Zoë Schiffer on AI Hype Backlash:
“You tell everyone that your models are really... they can do incredibly capable things, they're too powerful for their own good, and eventually people will believe you.” [03:08]
Brian Barrett on Security Tradeoffs:
“While Mythos class models are good at offensive hacking, they're also really good at defense. And we need that help with defense… Otherwise… there are other models out there that are going to help people attack us.” [10:25]
Zoë Schiffer on US-China Competition:
"How are we supposed to compete with China when China is releasing really advanced open source models, anyone can use them.
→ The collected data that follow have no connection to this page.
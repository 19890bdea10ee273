//! Local file storage for templates.
//!
//! Each template lives in `<dir>/<name>.yml`; the working copy most recently
//! sent through `save_structure` lives in `<dir>/.selected.yml`. Saving a
//! structure also updates the named template when it is user-owned, so local
//! edits are never lost. Built-in templates (owner 0) are read-only.

use autodpia_core::{AppError, AppResult};
use serde::{Deserialize, Serialize};
use std::path::{Path, PathBuf};

use crate::storage::TemplateStorage;
use crate::types::{serialize_structure, StepMap, TemplateRecord};

/// Owner id recorded for templates created locally.
pub const LOCAL_OWNER_ID: i64 = 1;

const WORKING_COPY_FILE: &str = ".selected.yml";

/// On-disk template document.
#[derive(Debug, Clone, Serialize, Deserialize)]
struct TemplateFile {
    name: String,
    #[serde(rename = "ownerID", default)]
    owner_id: Option<i64>,
    #[serde(default)]
    structure: StepMap,
}

/// Template storage backed by YAML files in a directory.
pub struct LocalStorage {
    dir: PathBuf,
}

impl LocalStorage {
    pub fn new(dir: impl Into<PathBuf>) -> Self {
        Self { dir: dir.into() }
    }

    /// Add a template file directly, e.g. to seed built-ins.
    pub fn import(&self, name: &str, owner_id: Option<i64>, structure: StepMap) -> AppResult<()> {
        if name.trim().is_empty() {
            return Err(AppError::Template(
                "Template name cannot be empty".to_string(),
            ));
        }
        // Distinct names can share a file stem once sanitized
        let path = self.template_path(name);
        if path.exists() || self.find(name)?.is_some() {
            return Err(AppError::NameConflict(format!(
                "Template '{}' already exists",
                name
            )));
        }
        let file = TemplateFile {
            name: name.to_string(),
            owner_id,
            structure,
        };
        self.write(&path, &file)
    }

    fn template_path(&self, name: &str) -> PathBuf {
        let stem: String = name
            .chars()
            .map(|c| {
                if c.is_alphanumeric() || matches!(c, '-' | '_' | ' ') {
                    c
                } else {
                    '_'
                }
            })
            .collect();
        self.dir.join(format!("{}.yml", stem))
    }

    fn read(&self, path: &Path) -> AppResult<TemplateFile> {
        let contents = std::fs::read_to_string(path).map_err(|e| {
            AppError::Load(format!("Failed to read template file {:?}: {}", path, e))
        })?;
        serde_yaml::from_str(&contents).map_err(|e| {
            AppError::Load(format!("Failed to parse template file {:?}: {}", path, e))
        })
    }

    fn write(&self, path: &Path, file: &TemplateFile) -> AppResult<()> {
        std::fs::create_dir_all(&self.dir).map_err(|e| {
            AppError::Save(format!("Failed to create template directory: {}", e))
        })?;
        let yaml = serde_yaml::to_string(file)?;
        std::fs::write(path, yaml)
            .map_err(|e| AppError::Save(format!("Failed to write {:?}: {}", path, e)))
    }

    /// All template files, skipping unreadable ones.
    fn scan(&self) -> AppResult<Vec<(PathBuf, TemplateFile)>> {
        if !self.dir.exists() {
            return Ok(Vec::new());
        }

        let mut files = Vec::new();
        for entry in walkdir::WalkDir::new(&self.dir)
            .max_depth(1)
            .sort_by_file_name()
            .into_iter()
            .filter_map(|e| e.ok())
        {
            let path = entry.path();
            let hidden = entry.file_name().to_string_lossy().starts_with('.');
            if !path.is_file() || hidden || path.extension().and_then(|s| s.to_str()) != Some("yml")
            {
                continue;
            }
            match self.read(path) {
                Ok(file) => files.push((path.to_path_buf(), file)),
                Err(e) => tracing::warn!("Skipping template file: {}", e),
            }
        }
        Ok(files)
    }

    fn find(&self, name: &str) -> AppResult<Option<(PathBuf, TemplateFile)>> {
        Ok(self.scan()?.into_iter().find(|(_, file)| file.name == name))
    }
}

fn encode(structure: &StepMap) -> AppResult<String> {
    if structure.is_empty() {
        return Ok(String::new());
    }
    serialize_structure(structure)
}

#[async_trait::async_trait]
impl TemplateStorage for LocalStorage {
    fn backend_name(&self) -> &str {
        "local"
    }

    async fn list_templates(&self) -> AppResult<Vec<TemplateRecord>> {
        self.scan()?
            .into_iter()
            .map(|(_, file)| {
                Ok(TemplateRecord {
                    data: encode(&file.structure)?,
                    name: file.name,
                    owner_id: file.owner_id,
                })
            })
            .collect()
    }

    async fn load_template(&self, name: &str) -> AppResult<String> {
        tracing::debug!("Loading local template '{}' from {:?}", name, self.dir);
        let (_, file) = self
            .find(name)?
            .ok_or_else(|| AppError::NotFound(format!("Template '{}'", name)))?;
        encode(&file.structure)
    }

    async fn save_structure(&self, name: &str, structure: &StepMap) -> AppResult<()> {
        let existing = self.find(name)?;
        let owner_id = existing.as_ref().and_then(|(_, file)| file.owner_id);

        let working_copy = TemplateFile {
            name: name.to_string(),
            owner_id,
            structure: structure.clone(),
        };
        self.write(&self.dir.join(WORKING_COPY_FILE), &working_copy)?;

        if let Some((path, file)) = existing {
            if !matches!(file.owner_id, None | Some(0)) {
                self.write(&path, &working_copy)?;
            }
        }
        Ok(())
    }

    async fn save_template_name(&self, name: &str) -> AppResult<()> {
        let working_path = self.dir.join(WORKING_COPY_FILE);
        if !working_path.exists() {
            return Err(AppError::Save("No working copy to save".to_string()));
        }
        let working_copy = self.read(&working_path)?;
        if working_copy.structure.is_empty() {
            return Err(AppError::Save("Working copy has no structure".to_string()));
        }
        self.import(name, Some(LOCAL_OWNER_ID), working_copy.structure)
    }

    async fn delete_template(&self, name: &str) -> AppResult<()> {
        let (path, file) = self
            .find(name)?
            .ok_or_else(|| AppError::NotFound(format!("Template '{}'", name)))?;
        if matches!(file.owner_id, None | Some(0)) {
            return Err(AppError::Template(format!(
                "Built-in template '{}' cannot be deleted",
                name
            )));
        }
        std::fs::remove_file(&path)?;
        Ok(())
    }
}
And in the US we can no longer use… the most capable models we have access to." [11:20]
Brian Barrett, On Practical Effects for Users:
"Unless you were planning on making a biological weapon, you're probably not going to feel too much of a pinch…" [15:49]
Zoë Schiffer on AI’s Public Image:
"We're hearing more and more about how unpopular AI is… and then there's the fact that usage of AI has like, absolutely skyrocketed in recent years and doesn't appear to be tapering off." [16:36]
Throughout the episode, Zoë Schiffer and Brian Barrett maintain an accessible, insider-informed, and slightly wry tone, combining technical insight with a keen sense of Silicon Valley’s personalities and political intrigue. The episode is fast-paced and direct—reflecting the "emergency" nature of the story.
This emergency Uncanny Valley episode unpacks the government’s unprecedented intervention into AI development and deployment at Anthropic, the industry-wide fears it sparks, and ongoing debates about AI safety, competition with China, and policy coherence. While the immediate effect on average users is negligible, the outcome of this standoff could reshape the AI landscape for years to come.